Propina além-mar
Investigado em Portugal, o ex-ministro José Dirceu recebeu quase 1 milhão de euros de três empresas de telefonia para viabilizar negócio no governo petista
O inferno de José Dirceu, tal como os pecados, parece não ter fim. Condenado no escândalo do mensalão a sete anos de cadeia, o ex-todo-poderoso ministro de Lula acabou pilhado também no petrolão, como destinatário de propinas pagas por empresas que o contratavam como “consultor” para ampliar seus negócios na Petrobras e em outras áreas do governo. Houve, como se sabe, uma confluência de escândalos: parte da propina do petrolão foi paga enquanto Dirceu cumpria pena no mensalão. Em casa, usando tornozeleira eletrônica e recorrendo de mais duas condenações que passam dos trinta anos, o ex-ministro continua a ter negócios descobertos — agora, além-mar. O achado mais recente vem da Operação Marquês, a Lava-Jato de Portugal. Lá, Dirceu apareceu como beneficiário de pagamentos em troca de usar seu poder para destravar um dos negócios mais rumorosos da era petista: a entrada da Portugal Telecom na sociedade da brasileira Oi.

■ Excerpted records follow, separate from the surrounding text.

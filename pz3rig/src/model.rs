use crate::Error;
use glam::DVec3;
use std::fmt;

/// Argument of an [`Attribute`].
#[derive(Clone, Debug, PartialEq)]
#[cfg_attr(feature = "json", derive(serde::Serialize, serde::Deserialize))]
#[cfg_attr(feature = "json", serde(untagged))]
pub enum Value {
    Number(f64),
    Text(String),
    Object(Container),
}

impl Value {
    /// Converts a raw argument token. Tokens that look numeric but fail to parse or
    /// parse to a non-finite value (`-nan`, `+inf`, `1e999`), quoted strings and
    /// everything else are kept as text.
    pub fn from_raw(raw: &str) -> Self {
        match raw.chars().next() {
            Some(c) if c.is_ascii_digit() || matches!(c, '.' | '-' | '+') => raw
                .parse::<f64>()
                .ok()
                .filter(|n| n.is_finite())
                .map_or_else(|| Value::Text(raw.to_string()), Value::Number),
            _ => Value::Text(raw.to_string()),
        }
    }

    pub fn as_number(&self) -> Option<f64> {
        match self {
            Value::Number(n) => Some(*n),
            _ => None,
        }
    }

    pub fn as_str(&self) -> Option<&str> {
        match self {
            Value::Text(s) => Some(s),
            _ => None,
        }
    }

    pub fn as_object(&self) -> Option<&Container> {
        match self {
            Value::Object(c) => Some(c),
            _ => None,
        }
    }
}

/// A statement inside a block: a key and its arguments.
///
/// When the last argument is a [`Container`] it is the attribute's child block, as in
/// `actor lShldr:1 { ... }`.
#[derive(Clone, Debug, PartialEq)]
#[cfg_attr(feature = "json", derive(serde::Serialize, serde::Deserialize))]
pub struct Attribute {
    pub key: String,
    pub args: Vec<Value>,
}

impl Attribute {
    pub fn new(key: impl Into<String>, args: Vec<Value>) -> Self {
        Self {
            key: key.into(),
            args,
        }
    }

    pub(crate) fn push_arg(&mut self, value: Value) {
        self.args.push(value);
    }

    pub fn child(&self) -> Option<&Container> {
        self.args.last().and_then(Value::as_object)
    }

    pub fn arg(&self, index: usize) -> Option<&Value> {
        self.args.get(index)
    }

    pub fn number(&self, index: usize) -> Result<f64, Error> {
        match self.args.get(index) {
            Some(Value::Number(n)) => Ok(*n),
            Some(other) => Err(Error::NotANumber {
                key: self.key.clone(),
                index,
                value: describe(other),
            }),
            None => Err(Error::MissingArgument {
                key: self.key.clone(),
                index,
            }),
        }
    }

    pub fn text(&self, index: usize) -> Result<&str, Error> {
        match self.args.get(index) {
            Some(Value::Text(s)) => Ok(s),
            Some(_) => Err(Error::NotAString {
                key: self.key.clone(),
                index,
            }),
            None => Err(Error::MissingArgument {
                key: self.key.clone(),
                index,
            }),
        }
    }

    /// The first three arguments as a vector.
    pub fn vector3(&self) -> Result<DVec3, Error> {
        Ok(DVec3::new(self.number(0)?, self.number(1)?, self.number(2)?))
    }

    fn require_child(&self) -> Result<&Container, Error> {
        self.child().ok_or_else(|| Error::MissingChild {
            key: self.key.clone(),
        })
    }

    /// Looks `key` up in the child block.
    pub fn unique_attribute(&self, key: &str) -> Result<&Attribute, Error> {
        self.require_child()?.unique_attribute(key)
    }

    pub fn all_attributes<'a>(
        &'a self,
        key: &str,
    ) -> Result<impl Iterator<Item = &'a Attribute>, Error> {
        Ok(self.require_child()?.all_attributes(key))
    }

    /// True if the child block holds `key`; false when there is no child.
    pub fn contains(&self, key: &str) -> bool {
        self.child().is_some_and(|c| c.contains(key))
    }

    pub fn keys(&self) -> Result<Vec<&str>, Error> {
        Ok(self.require_child()?.keys().collect())
    }
}

#[derive(Clone, Debug, PartialEq)]
#[cfg_attr(feature = "json", derive(serde::Serialize, serde::Deserialize))]
#[cfg_attr(feature = "json", serde(untagged))]
pub enum Entry {
    Attribute(Attribute),
    /// A block that directly follows another opening brace.
    Block(Container),
}

impl Entry {
    pub fn as_attribute(&self) -> Option<&Attribute> {
        match self {
            Entry::Attribute(a) => Some(a),
            Entry::Block(_) => None,
        }
    }
}

/// The contents of one `{ ... }` block.
///
/// Keys are not unique in general; [`Container::unique_attribute`] fails when a key is
/// missing or repeated, [`Container::all_attributes`] yields every match.
#[derive(Clone, Debug, Default, PartialEq)]
#[cfg_attr(feature = "json", derive(serde::Serialize, serde::Deserialize))]
#[cfg_attr(feature = "json", serde(transparent))]
pub struct Container {
    entries: Vec<Entry>,
}

impl Container {
    pub fn new() -> Self {
        Self::default()
    }

    pub fn len(&self) -> usize {
        self.entries.len()
    }

    pub fn is_empty(&self) -> bool {
        self.entries.is_empty()
    }

    pub fn entries(&self) -> &[Entry] {
        &self.entries
    }

    pub(crate) fn push(&mut self, entry: Entry) {
        self.entries.push(entry);
    }

    pub(crate) fn last_mut(&mut self) -> Option<&mut Entry> {
        self.entries.last_mut()
    }

    pub fn attributes(&self) -> impl Iterator<Item = &Attribute> {
        self.entries.iter().filter_map(Entry::as_attribute)
    }

    /// Entry at `index` if it is an attribute.
    pub fn attribute_at(&self, index: usize) -> Option<&Attribute> {
        self.entries.get(index).and_then(Entry::as_attribute)
    }

    pub fn unique_attribute(&self, key: &str) -> Result<&Attribute, Error> {
        let mut matches = self.all_attributes(key);
        let first = matches.next().ok_or_else(|| Error::MissingKey {
            key: key.to_string(),
        })?;
        let rest = matches.count();
        if rest > 0 {
            return Err(Error::AmbiguousKey {
                key: key.to_string(),
                count: rest + 1,
            });
        }
        Ok(first)
    }

    pub fn all_attributes<'a>(&'a self, key: &str) -> impl Iterator<Item = &'a Attribute> {
        self.filter(move |k| k == key)
    }

    pub fn filter<'a>(
        &'a self,
        pred: impl Fn(&str) -> bool,
    ) -> impl Iterator<Item = &'a Attribute> {
        self.attributes().filter(move |a| pred(&a.key))
    }

    pub fn contains(&self, key: &str) -> bool {
        self.attributes().any(|a| a.key == key)
    }

    pub fn keys(&self) -> impl Iterator<Item = &str> {
        self.attributes().map(|a| a.key.as_str())
    }

    fn write_indented(&self, f: &mut fmt::Formatter<'_>, depth: usize) -> fmt::Result {
        let pad = "\t".repeat(depth);
        writeln!(f, "{pad}{{")?;
        for entry in &self.entries {
            match entry {
                Entry::Attribute(attribute) => {
                    write!(f, "{pad}\t{}", attribute.key)?;
                    let mut blocks = Vec::new();
                    let mut after_ref = false;
                    for arg in &attribute.args {
                        if let Value::Object(c) = arg {
                            blocks.push(c);
                            continue;
                        }
                        // A ref runs to the end of its line.
                        if after_ref {
                            write!(f, "\n{pad}\t\t")?;
                        } else {
                            f.write_str(" ")?;
                        }
                        match arg {
                            Value::Number(n) => write!(f, "{n}")?,
                            Value::Text(s) => f.write_str(s)?,
                            Value::Object(_) => {}
                        }
                        after_ref = matches!(arg, Value::Text(s) if s.starts_with(':'));
                    }
                    writeln!(f)?;
                    for block in blocks {
                        block.write_indented(f, depth + 1)?;
                    }
                }
                Entry::Block(block) => block.write_indented(f, depth + 1)?,
            }
        }
        writeln!(f, "{pad}}}")
    }
}

/// Writes the block back out in the indented PZ3 layout.
impl fmt::Display for Container {
    fn fmt(&self, f: &mut fmt::Formatter<'_>) -> fmt::Result {
        self.write_indented(f, 0)
    }
}

fn describe(value: &Value) -> String {
    match value {
        Value::Number(n) => n.to_string(),
        Value::Text(s) => s.clone(),
        Value::Object(_) => "{...}".to_string(),
    }
}
//! Handle-rights backend.
//!
//! Zircon has no ambient per-process privilege. Authority comes from holding
//! a handle with the right rights, or from a service being routed into the
//! component namespace. A handle that is not reachable from this process means
//! the privilege is not held.

pub(crate) mod zircon;

use getset::CopyGetters;

use crate::{CapabilityBackend, CapabilityId, QueryError};

use zircon::{zx_handle_t, zx_obj_type_t, zx_rights_t, zx_status_t};

#[derive(Debug, Clone, Copy, PartialEq, Eq, thiserror::Error)]
pub enum ZirconError {
    #[error("zx_object_get_info failed with status {status}")]
    GetInfo { status: zx_status_t },
    #[error("{handle:?} handle has object type {actual}, expected {expected}")]
    WrongType {
        handle: HandleSource,
        expected: zx_obj_type_t,
        actual: zx_obj_type_t,
    },
    #[error("Failed to look up {path}: {kind}")]
    Namespace {
        path: &'static str,
        kind: std::io::ErrorKind,
    },
}

/// Where the handle conferring a privilege comes from.
#[derive(Debug, Clone, Copy, PartialEq, Eq)]
pub enum HandleSource {
    DefaultJob,
    UtcClock,
}

impl HandleSource {
    fn handle(&self) -> zx_handle_t {
        unsafe {
            match self {
                HandleSource::DefaultJob => zircon::zx_job_default(),
                HandleSource::UtcClock => zircon::zx_utc_reference_get(),
            }
        }
    }

    fn object_type(&self) -> zx_obj_type_t {
        match self {
            HandleSource::DefaultJob => zircon::ZX_OBJ_TYPE_JOB,
            HandleSource::UtcClock => zircon::ZX_OBJ_TYPE_CLOCK,
        }
    }
}

#[derive(Debug, Clone, Copy, PartialEq, Eq)]
pub enum RightsRequirement {
    /// A handle from `source` carrying every bit of `rights`.
    Handle {
        source: HandleSource,
        rights: zx_rights_t,
    },
    /// A protocol routed into the component namespace.
    Service(&'static str),
}

/// Basic information about a handle held by this process.
#[derive(Debug, Clone, Copy, CopyGetters)]
#[getset(get_copy = "pub")]
pub struct HandleInfo {
    koid: u64,
    rights: zx_rights_t,
    object_type: zx_obj_type_t,
}

impl HandleInfo {
    /// `None` if `source` has no handle in this process.
    pub fn lookup(source: HandleSource) -> Result<Option<Self>, ZirconError> {
        let handle = source.handle();
        if handle == zircon::ZX_HANDLE_INVALID {
            log::debug!("No {source:?} handle available");
            return Ok(None);
        }
        let mut info = zircon::zx_info_handle_basic_t::default();
        let mut actual = 0;
        let mut avail = 0;
        let status = unsafe {
            zircon::zx_object_get_info(
                handle,
                zircon::ZX_INFO_HANDLE_BASIC,
                &mut info as *mut _ as *mut libc::c_void,
                std::mem::size_of::<zircon::zx_info_handle_basic_t>(),
                &mut actual,
                &mut avail,
            )
        };
        if status != zircon::ZX_OK {
            return Err(ZirconError::GetInfo { status });
        }
        if info.type_ != source.object_type() {
            return Err(ZirconError::WrongType {
                handle: source,
                expected: source.object_type(),
                actual: info.type_,
            });
        }
        Ok(Some(Self {
            koid: info.koid,
            rights: info.rights,
            object_type: info.type_,
        }))
    }

    pub fn has_rights(&self, required: zx_rights_t) -> bool {
        carries(Some(self.rights), required)
    }
}

/// A missing handle carries no rights.
fn carries(rights: Option<zx_rights_t>, required: zx_rights_t) -> bool {
    rights.is_some_and(|rights| rights & required == required)
}

fn service_routed(path: &'static str) -> Result<bool, ZirconError> {
    std::path::Path::new(path)
        .try_exists()
        .map_err(|e| ZirconError::Namespace {
            path,
            kind: e.kind(),
        })
}

/// Backend matching handle rights against the privilege asked for.
#[derive(Debug)]
pub struct HandleRights;

impl CapabilityBackend for HandleRights {
    type Native = RightsRequirement;

    fn native(cap: CapabilityId) -> RightsRequirement {
        use zircon::*;
        match cap {
            CapabilityId::Kill => RightsRequirement::Handle {
                source: HandleSource::DefaultJob,
                rights: ZX_RIGHT_DESTROY,
            },
            CapabilityId::RawSocket => {
                RightsRequirement::Service("/svc/fuchsia.posix.socket.raw.Provider")
            }
            CapabilityId::TraceProcess => RightsRequirement::Handle {
                source: HandleSource::DefaultJob,
                rights: ZX_RIGHT_ENUMERATE | ZX_RIGHT_INSPECT,
            },
            CapabilityId::SystemAdmin => RightsRequirement::Handle {
                source: HandleSource::DefaultJob,
                rights: ZX_RIGHT_MANAGE_JOB | ZX_RIGHT_SET_POLICY,
            },
            CapabilityId::SetSystemTime => RightsRequirement::Handle {
                source: HandleSource::UtcClock,
                rights: ZX_RIGHT_WRITE,
            },
        }
    }

    fn query(cap: CapabilityId) -> Result<bool, QueryError> {
        let requirement = Self::native(cap);
        log::trace!("Query {cap} as {requirement:?}");
        let held = match requirement {
            RightsRequirement::Handle { source, rights } => HandleInfo::lookup(source)
                .map(|info| info.is_some_and(|info| info.has_rights(rights))),
            RightsRequirement::Service(path) => service_routed(path),
        }
        .inspect_err(|e| log::debug!("Unable to query {cap}: {e}"))?;
        Ok(held)
    }
}

#[cfg(test)]
mod tests {
    use super::*;
    use zircon::*;

    #[test]
    fn missing_handle_is_not_held() {
        assert!(!carries(None, ZX_RIGHT_DESTROY));
        assert!(!carries(None, 0));
    }

    #[test]
    fn every_required_right_must_be_present() {
        let required = ZX_RIGHT_ENUMERATE | ZX_RIGHT_INSPECT;
        assert!(carries(Some(required | ZX_RIGHT_WRITE), required));
        assert!(!carries(Some(ZX_RIGHT_INSPECT), required));
    }

    #[test]
    fn default_job_lookup_succeeds_or_is_absent() {
        // test runners may launch without a default job
        if let Some(info) = HandleInfo::lookup(HandleSource::DefaultJob).unwrap() {
            assert_eq!(info.object_type(), ZX_OBJ_TYPE_JOB);
        }
    }

    #[test]
    fn unrouted_service_is_not_held() {
        assert_eq!(service_routed("/svc/does.not.Exist"), Ok(false));
    }
}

As autoridades portuguesas chegaram a Dirceu ao destrinchar as conexões do propinoduto que servia a José Sócrates, ex-primeiro-ministro do país, que, na semana passada, foi acusado formalmente por 31 crimes. Escarafunchando arquivos apreendidos em um escritório de advocacia de Lisboa com o qual Dirceu mantinha parceria, os agentes descobriram que o petista usou a banca para esconder pagamentos que somam pelo menos 944 000 euros — cerca de 3 milhões de reais — e que, segundo o Ministério Público português, estavam ligados à transação bilionária da Portugal Telecom com a Oi. Os repasses foram feitos por empresas diretamente interessadas no negócio, entre elas a própria Portugal Telecom e a Zagope, subsidiária da Andrade Gutierrez, cujos donos detinham o controle da Oi.
Uma contabilidade paralela que os investigadores encontraram no escritório registrava os repasses a Dirceu. As planilhas incluíam faturas de um cartão de crédito disponibilizado à família do ex-ministro para bancar gastos mais triviais, além de pagamentos de joias, passagens aéreas, aluguel de carros com motorista e diárias de hotel. Parte do valor em dinheiro chegou a ser transferida para bancos brasileiros, sem a devida declaração. Aparentemente, tanto em Portugal como no Brasil, os laços e meios de operações do esquema de corrupção obedeciam a um mesmo padrão. Agora, diante das descobertas, as autoridades portuguesas devem decidir se abrem investigação formal contra Dirceu.